When we think of people’s greatest fears, we often think of Death. Snakes. Heights. Speaking in public. Flying in a plane. For me, it still remains snakes– rattlesnakes. But I think something else should be at the top of list: being alone. Dying alone.
As one who is dating again, it is easy not to go from one relationship to the next– all in an avoidance of being alone. And that is a really super sucky way to date, if you ask me.
I can honestly say that I’d rather be alone than married to the wrong person again. Or even dating the wrong person again. Maybe I’ve become too picky. But I like “picky.” I have started getting to know the new me and I kind of like this girl in progress. I’m still growing and figuring it all out but I like it. Because I’ve learned the hard way that it’s far worse being in a relationship with the wrong person.
So what’s the answer? Jumping in or being alone?
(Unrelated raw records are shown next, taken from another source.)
// ============================================================================
// TreeValidationError
// ============================================================================

/// Structural validation errors for [`TreeRecord`].
#[derive(Debug, Clone, PartialEq, Error)]
pub enum TreeValidationError {
    /// Tree has no nodes.
    #[error("tree has no nodes")]
    EmptyTree,
    /// A per-node array does not have one entry per node.
    #[error("array `{field}` has {len} entries, expected {n_nodes}")]
    LengthMismatch {
        field: &'static str,
        len: usize,
        n_nodes: usize,
    },
    /// A child pointer references an out-of-bounds node.
    #[error("node {node} has {side} child {child} out of bounds ({n_nodes} nodes)")]
    ChildOutOfBounds {
        node: NodeId,
        side: &'static str,
        child: NodeId,
        n_nodes: usize,
    },
    /// A node references itself as a child.
    #[error("node {node} references itself as a child")]
    SelfLoop { node: NodeId },
    /// Exactly one of the two children is absent.
    #[error("node {node} has exactly one child")]
    HalfLeaf { node: NodeId },
    /// A node was reached by more than one path.
    #[error("node {node} is reachable through more than one parent")]
    DuplicateVisit { node: NodeId },
    /// A cycle was detected during traversal.
    #[error("cycle detected at node {node}")]
    CycleDetected { node: NodeId },
    /// A node exists in storage but is unreachable from the root.
    #[error("node {node} is unreachable from the root")]
    UnreachableNode { node: NodeId },
    /// A leaf value is NaN or infinite.
    #[error("leaf {node} has non-finite value {value}")]
    NonFiniteLeafValue { node: NodeId, value: f64 },
    /// A split threshold is NaN or infinite.
    #[error("split node {node} has non-finite threshold {threshold}")]
    NonFiniteThreshold { node: NodeId, threshold: f64 },
    /// A cover is negative, NaN or infinite.
    #[error("node {node} has invalid cover {cover}")]
    InvalidCover { node: NodeId, cover: f64 },
    /// An internal node's cover disagrees with the sum of its children's.
    #[error("node {node} has cover {cover} but its children sum to {children}")]
    CoverMismatch {
        node: NodeId,
        cover: f64,
        children: f64,
    },
    /// The tree is deeper than the configured limit.
    #[error("tree depth {depth} exceeds the maximum of {max_depth}")]
    DepthExceeded { depth: usize, max_depth: usize },
}

// ============================================================================
// TreeArrays
// ============================================================================

/// Flat per-node arrays describing one tree.
///
/// Node 0 is the root. A node is a leaf when both children are [`NO_CHILD`].
/// `split_features` and `thresholds` are ignored on leaves and `leaf_values`
/// is ignored on internal nodes.
#[derive(Debug, Clone, Default, PartialEq)]
pub struct TreeArrays {
    pub split_features: Vec<u32>,
    pub thresholds: Vec<f64>,
    pub children_left: Vec<NodeId>,
    pub children_right: Vec<NodeId>,
    pub default_left: Vec<bool>,
    pub leaf_values: Vec<f64>,
    pub covers: Vec<f64>,
    pub comparison: SplitComparison,
}

impl TreeArrays {
    /// Empty arrays with the default comparison.
    pub fn new() -> Self {
        Self::default()
    }

    /// Set the split comparison (builder pattern).
    pub fn with_comparison(mut self, comparison: SplitComparison) -> Self {
        self.comparison = comparison;
        self
    }

    /// Number of nodes, taken from `children_left`.
    #[inline]
    pub fn n_nodes(&self) -> usize {
        self.children_left.len()
    }

    /// Append a split node. Missing values go left by default.
    pub fn push_split(
        &mut self,
        feature: u32,
        threshold: f64,
        left: NodeId,
        right: NodeId,
        cover: f64,
    ) -> NodeId {
        self.push(feature, threshold, left, right, 0.0, cover)
    }

    /// Append a leaf node.
    pub fn push_leaf(&mut self, value: f64, cover: f64) -> NodeId {
        self.push(0, 0.0, NO_CHILD, NO_CHILD, value, cover)
    }

    /// Set the missing-value direction of an existing node.
    ///
    /// # Panics
    ///
    /// Panics if `node` has not been pushed yet.
    pub fn set_default_left(&mut self, node: NodeId, default_left: bool) {
        self.default_left[node as usize] = default_left;
    }

    fn push(
        &mut self,
        feature: u32,
        threshold: f64,
        left: NodeId,
        right: NodeId,
        value: f64,
        cover: f64,
    ) -> NodeId {
        let id = self.n_nodes() as NodeId;
        self.split_features.push(feature);
        self.thresholds.push(threshold);
        self.children_left.push(left);
        self.children_right.push(right);
        self.default_left.push(true);
        self.leaf_values.push(value);
        self.covers.push(cover);
        id
    }
}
Well, for one, if you have family and friends, we are never alone. This concept is something I was reminded of loud and clear when I was diagnosed with cancer, fled my alcoholic husband, moved my children and me two states away and into my parents’ basement so I could begin chemo treatments and two stem cell transplants. For a short bit, I decided I needed to find a new husband lickity-split before I got too sick again and couldn’t find someone. Maybe my “window of opportunity” for finding my last forever mate and a father for my children was very small. And then I remembered that I didn’t need a (bad) husband (or a quickie husband) to fill any of those roles because I was surrounded by love, a support system, friends and joy right in front of me. The pressure vanished and I can honestly say, dating become far better because I was no longer desperate, and no longer had a fear-based need. If I had no dates, no boyfriend, no potentials on the horizon, it was perfectly ok. In fact, many times preferable.
Second, being true to ones self is critical in finding emotional peace and stability. Using another person as a crutch or as an avoidance for the person we are in side accomplishes nothing. If you like yourself and your friends and family, our potential for dating the “right” person increases exponentially. And if we aren’t in that “happy” place right now, it’s time to start getting there. Therapy, self help books, meditation, new hobbies… whatever it takes. Start inching forward.
Deborah Dills says
Being alone for the first time since I was 23, is definitely not what I like, nor is what I ever dreamed of that I would be at this time in my life. Only 18 months ago, my husband of 34 years walked out of me and our marriage, and yes, I am happy he is gone, but not happy with being alone, without love, or the feeling of being safe and secure. While I know now that my husband left for ‘his” issues, and read the book “Runaway Husband’s” by Dr. Vicki Stark, whose own husband left suddenly, it does take you by surprise and feels like you were “amutated without anesthesia” because you cannot imagine the pain, and trauma an event like this can happen to any person, especially with someone you loved, trusted and felt secure with too.
At age 56 years old, and truly blind-sided by this event a year and a half ago, the first thing I did was sign up for on-line dating sites, and ego boost of sorts, because my self esteme without someone near me was shaken to the core. But time and time again, one dating site after another, I found the men on them-rude, crude, disrespectful of me and women in general, and felt I needed to quit these sites, and just learn agian who I was.
Yes, don’t get me wrong, I sincerely do miss a man in my bed, but know I will never again settle for just anyone either. I have learned so much about myself and what I gave up during my over 3 dacades marriage, and hope that one day, because I still believe there is someone out there for me, I will again love and be loved, and will share my bed, heart and soul again.